Thanks for the explanation.

I finally decided to post about my feeling of loneliness after I had tried for a couple of weeks to find a support group in my area and could not find any. I saw in the newspaper that there was a support group for people with panic attacks and anxiety. I talked to my best friend about it and she said that I would not identify myself with them. So I wanted to check it out and went on the net to find one. I read some of their posts and realised that my symptoms did not matched them.

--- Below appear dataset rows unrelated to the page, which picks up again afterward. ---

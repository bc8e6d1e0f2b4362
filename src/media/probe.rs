//! Magic-byte media type detection.
//!
//! Only the leading bytes are inspected; nothing is decoded. Container formats that can carry
//! video (WebM, Matroska, ISO BMFF) report their `video/*` type unless a brand or codec
//! header says otherwise, so an audio-only WebM download still probes as `video/webm`.

use super::MediaType;

const EBML_MAGIC: [u8; 4] = [0x1A, 0x45, 0xDF, 0xA3];
const EBML_DOCTYPE_ID: [u8; 2] = [0x42, 0x82];
const EBML_SCAN_WINDOW: usize = 4096;

/// Detect the media type of `buf`, or `None` when no signature matches
pub fn probe(buf: &[u8]) -> Option<MediaType> {
    detect(buf).map(MediaType::from)
}

fn detect(buf: &[u8]) -> Option<&'static str> {
    if buf.starts_with(b"ID3") {
        return Some(detect_after_id3(buf));
    }

    if let Some(mime) = detect_mpeg_frame(buf) {
        return Some(mime);
    }

    if buf.starts_with(b"fLaC") {
        return Some("audio/x-flac");
    }

    if buf.starts_with(b"#!AMR") {
        return Some("audio/amr");
    }

    if buf.starts_with(b"MThd") {
        return Some("audio/midi");
    }

    if buf.len() >= 12 && buf.starts_with(b"RIFF") {
        match &buf[8..12] {
            b"WAVE" => return Some("audio/wav"),
            b"AVI " => return Some("video/vnd.avi"),
            _ => {}
        }
    }

    if buf.len() >= 12 && buf.starts_with(b"FORM") && matches!(&buf[8..12], b"AIFF" | b"AIFC") {
        return Some("audio/aiff");
    }

    if buf.starts_with(b"OggS") {
        return Some(detect_ogg(buf));
    }

    if buf.starts_with(&EBML_MAGIC) {
        return Some(detect_ebml(buf));
    }

    if buf.len() >= 12 && &buf[4..8] == b"ftyp" {
        return Some(detect_ftyp(&buf[8..12]));
    }

    None
}

/// ID3v2 tags can front any stream, several in a row; skip them all and fall back to MP3.
fn detect_after_id3(buf: &[u8]) -> &'static str {
    let mut rest = buf;

    while rest.starts_with(b"ID3") {
        if rest.len() < 10 {
            return MediaType::MPEG;
        }

        // Tag size is a 28-bit syncsafe integer
        let size = rest[6..10]
            .iter()
            .fold(0usize, |acc, b| (acc << 7) | (*b & 0x7F) as usize);
        let footer = if rest[5] & 0x10 != 0 { 10 } else { 0 };

        match rest.get(10 + size + footer..) {
            Some(next) if !next.is_empty() => rest = next,
            _ => return MediaType::MPEG,
        }
    }

    // `rest` no longer starts with a tag, so this cannot come back here
    detect(rest).unwrap_or(MediaType::MPEG)
}

fn detect_mpeg_frame(buf: &[u8]) -> Option<&'static str> {
    if buf.len() < 3 || buf[0] != 0xFF || buf[1] & 0xE0 != 0xE0 {
        return None;
    }

    let version = (buf[1] >> 3) & 0x03;
    let layer = (buf[1] >> 1) & 0x03;

    if layer == 0 {
        // ADTS: sync 0xFFF, layer 00
        return (buf[1] & 0xF6 == 0xF0).then_some("audio/aac");
    }

    let bitrate_index = buf[2] >> 4;
    let sample_rate_index = (buf[2] >> 2) & 0x03;
    if version == 0x01 || bitrate_index == 0x0F || sample_rate_index == 0x03 {
        return None;
    }

    Some(MediaType::MPEG)
}

fn detect_ogg(buf: &[u8]) -> &'static str {
    let payload = buf
        .get(26)
        .map(|segments| 27 + *segments as usize)
        .and_then(|start| buf.get(start..))
        .unwrap_or(&[]);

    if payload.starts_with(b"OpusHead") {
        "audio/opus"
    } else if payload.starts_with(b"\x80theora") {
        "video/ogg"
    } else {
        // Vorbis, Speex, FLAC-in-Ogg and unknown payloads
        "audio/ogg"
    }
}

fn detect_ebml(buf: &[u8]) -> &'static str {
    match ebml_doctype(buf) {
        Some(doctype) if doctype == b"webm" => "video/webm",
        _ => "video/x-matroska",
    }
}

fn ebml_doctype(buf: &[u8]) -> Option<&[u8]> {
    let window = &buf[..buf.len().min(EBML_SCAN_WINDOW)];
    let id_pos = window
        .windows(EBML_DOCTYPE_ID.len())
        .position(|w| w == EBML_DOCTYPE_ID)?;

    let size_pos = id_pos + EBML_DOCTYPE_ID.len();
    let (size, size_len) = read_vint(buf.get(size_pos..)?)?;
    let start = size_pos + size_len;
    let doctype = buf.get(start..start.checked_add(size)?)?;

    // Writers may pad the string with trailing NULs
    let end = doctype.iter().rposition(|b| *b != 0).map_or(0, |i| i + 1);
    Some(&doctype[..end])
}

/// Decode an EBML variable-length integer, returning the value and its encoded length
fn read_vint(buf: &[u8]) -> Option<(usize, usize)> {
    let first = *buf.first()?;
    if first == 0 {
        return None;
    }

    let len = first.leading_zeros() as usize + 1;
    let bytes = buf.get(..len)?;
    let mask = 0xFFu8.checked_shr(len as u32).unwrap_or(0);
    let value = bytes[1..]
        .iter()
        .fold((first & mask) as usize, |acc, b| (acc << 8) | *b as usize);

    Some((value, len))
}

fn detect_ftyp(brand: &[u8]) -> &'static str {
    match brand {
        b"M4A " => "audio/x-m4a",
        b"M4B " | b"M4P " | b"F4A " | b"F4B " => "audio/mp4",
        b"qt  " => "video/quicktime",
        b"M4V " | b"M4VH" | b"M4VP" => "video/x-m4v",
        _ => "video/mp4",
    }
}
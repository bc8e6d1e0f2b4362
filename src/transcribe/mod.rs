use bytes::Bytes;
use serde::{Deserialize, Serialize};
use std::sync::Arc;
use std::time::{Duration, Instant};

use crate::config::Config;
use crate::extractors::{VideoId, VideoSource, YoutubeExtractor};
use crate::media::{collect_stream, probe, AudioAsset, FfmpegTranscoder, MediaType, Transcoder};
use crate::{Result, ScribeError};

pub mod assembly;
pub mod processor;

pub use assembly::{AssemblyAiClient, JobId, JobStatus, TranscriptJob, TranscriptionService};

/// Transcription result with metadata
#[derive(Debug, Clone, Serialize, Deserialize)]
pub struct TranscriptionResult {
    /// Video title
    pub title: String,

    /// Highest resolution thumbnail, empty when the video has none
    pub thumbnail_url: String,

    /// The transcribed text
    pub text: String,

    /// Transcription metadata
    pub metadata: TranscriptionMetadata,
}

/// Metadata about the transcription process
#[derive(Debug, Clone, Serialize, Deserialize)]
pub struct TranscriptionMetadata {
    pub video_id: String,

    /// AssemblyAI transcript id
    pub job_id: String,

    /// Type of the audio that was uploaded
    pub media_type: MediaType,

    /// Whether ffmpeg re-encoded the fetched audio
    pub transcoded: bool,

    /// Size of the uploaded audio in bytes
    pub audio_bytes: usize,

    /// Audio duration in seconds as reported by the provider
    pub audio_duration: Option<f64>,

    /// Overall confidence score
    pub confidence: Option<f64>,

    pub language: Option<String>,

    /// Wall-clock time for the whole pipeline in seconds
    pub processing_duration: f64,

    /// Timestamp when transcription completed
    pub completed_at: chrono::DateTime<chrono::Utc>,
}

/// Tunables the pipeline reads from [`Config`]
#[derive(Debug, Clone)]
pub struct PipelineSettings {
    pub poll_interval: Duration,
    pub poll_timeout: Duration,
    pub max_audio_bytes: Option<u64>,
}

impl PipelineSettings {
    pub fn from_config(config: &Config) -> Self {
        Self {
            poll_interval: config.poll_interval(),
            poll_timeout: config.poll_timeout(),
            max_audio_bytes: config.media.max_audio_bytes,
        }
    }
}

impl Default for PipelineSettings {
    fn default() -> Self {
        Self::from_config(&Config::default())
    }
}

/// Main transcription pipeline
pub struct TranscriptionPipeline {
    source: Arc<dyn VideoSource>,
    transcoder: Arc<dyn Transcoder>,
    service: Arc<dyn TranscriptionService>,
    settings: PipelineSettings,
}

impl TranscriptionPipeline {
    /// Create a pipeline backed by yt-dlp, ffmpeg and AssemblyAI
    pub fn new(config: &Config) -> Result<Self> {
        let api_key = config.require_api_key()?.clone();

        Ok(Self::from_parts(
            Arc::new(YoutubeExtractor::new(config.media.yt_dlp_path.clone())),
            Arc::new(FfmpegTranscoder::from_config(&config.media)),
            Arc::new(AssemblyAiClient::from_config(&config.assemblyai, api_key)),
            PipelineSettings::from_config(config),
        ))
    }

    pub fn from_parts(
        source: Arc<dyn VideoSource>,
        transcoder: Arc<dyn Transcoder>,
        service: Arc<dyn TranscriptionService>,
        settings: PipelineSettings,
    ) -> Self {
        Self {
            source,
            transcoder,
            service,
            settings,
        }
    }

    /// Transcribe the audio of a YouTube video
    pub async fn transcribe_from_url(&self, url: &str) -> Result<TranscriptionResult> {
        let start_time = Instant::now();

        let video = VideoId::parse(url)?;
        tracing::info!(url, video_id = %video, platform = self.source.platform_name(), "Starting transcription");

        let metadata = self.source.fetch_metadata(&video).await?;
        let thumbnail_url = metadata
            .best_thumbnail()
            .map(|t| t.url.clone())
            .unwrap_or_default();

        let raw = self.download_audio(&video).await?;
        let asset = self.prepare_audio(raw).await?;

        let job_id = self
            .service
            .submit(asset.data.clone(), &asset.media_type)
            .await?;

        let job = self.wait_for_transcription(job_id).await?;

        Ok(TranscriptionResult {
            title: metadata.title,
            thumbnail_url,
            text: job.text.unwrap_or_default(),
            metadata: TranscriptionMetadata {
                video_id: video.to_string(),
                job_id: job.id.to_string(),
                media_type: asset.media_type,
                transcoded: asset.transcoded,
                audio_bytes: asset.data.len(),
                audio_duration: job.audio_duration.or(metadata.duration),
                confidence: job.confidence,
                language: job.language_code,
                processing_duration: start_time.elapsed().as_secs_f64(),
                completed_at: chrono::Utc::now(),
            },
        })
    }

    /// Collect the whole audio stream into memory
    async fn download_audio(&self, video: &VideoId) -> Result<Bytes> {
        let stream = self.source.open_audio_stream(video).await?;

        let audio = collect_stream(stream, self.settings.max_audio_bytes)
            .await
            .map_err(|e| match e.downcast::<ScribeError>() {
                Ok(known) => known,
                Err(other) => ScribeError::AudioFetch(format!("{:#}", other)),
            })?;

        tracing::info!(video_id = %video, bytes = audio.len(), "Audio downloaded");
        Ok(audio)
    }

    /// Probe the fetched audio and re-encode it to MP3 when it is not audio-typed.
    ///
    /// The transcoder runs at most once. Its output has to probe as exactly `audio/mpeg`.
    pub async fn prepare_audio(&self, raw: Bytes) -> Result<AudioAsset> {
        let media_type = probe(&raw).ok_or(ScribeError::UndetectedFormat(raw.len()))?;
        tracing::info!(bytes = raw.len(), mime = %media_type, "Detected file type");

        if !media_type.needs_transcode() {
            return Ok(AudioAsset {
                data: raw,
                media_type,
                transcoded: false,
            });
        }

        let mp3 = self.transcoder.to_mp3(raw).await?;

        match probe(&mp3) {
            Some(mp3_type) if mp3_type.is_mp3() => {
                tracing::info!(bytes = mp3.len(), mime = %mp3_type, "Re-encoded audio verified");
                Ok(AudioAsset {
                    data: mp3,
                    media_type: mp3_type,
                    transcoded: true,
                })
            }
            other => Err(ScribeError::FormatMismatch {
                expected: MediaType::MPEG.to_string(),
                actual: other.map_or_else(|| "undetected".to_string(), |t| t.to_string()),
            }
            .into()),
        }
    }

    /// Wait for transcription job completion
    async fn wait_for_transcription(&self, job_id: JobId) -> Result<TranscriptJob> {
        processor::TranscriptionProcessor::new(
            Arc::clone(&self.service),
            job_id,
            self.settings.poll_interval,
            self.settings.poll_timeout,
        )
        .wait_for_completion()
        .await
    }
}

For example, someone was saying that they were afraid to leave the house because people were looking at them (the person has social phobia). I wanted to post on that forum but I figured that they would not understand that I am afraid to go out because I am afraid to faint on the street and hurt myself. They would have thought that it was only a fear and not a fact. So I did not see myself trying to explain to them that I have a real physical disorder and it is not only a fear per se.

As a therapist I understand that phobias, fears, anxieties and other psychological or emotional problems are disabling but I did not feel that the panic attack support group would understand the physical side of my problem. As I was reading some of their posts I realised that they were getting depressed as a side effect of their social phobia. I also realised they they felt free to talk about it.

So I decided that I was going to take a chance and talk to you girls and guys about it and see what happens. I was afraid to be perceived as weak and sick (I know I am but I just don't want to show it!).

I was positively impressed by all the compassion, empathy and understanding I received from all of you. I felt like everyone was holding my hand and helping me to get back on my feet. I am glad that I posted and I am very appreciative of what everyone has said to me.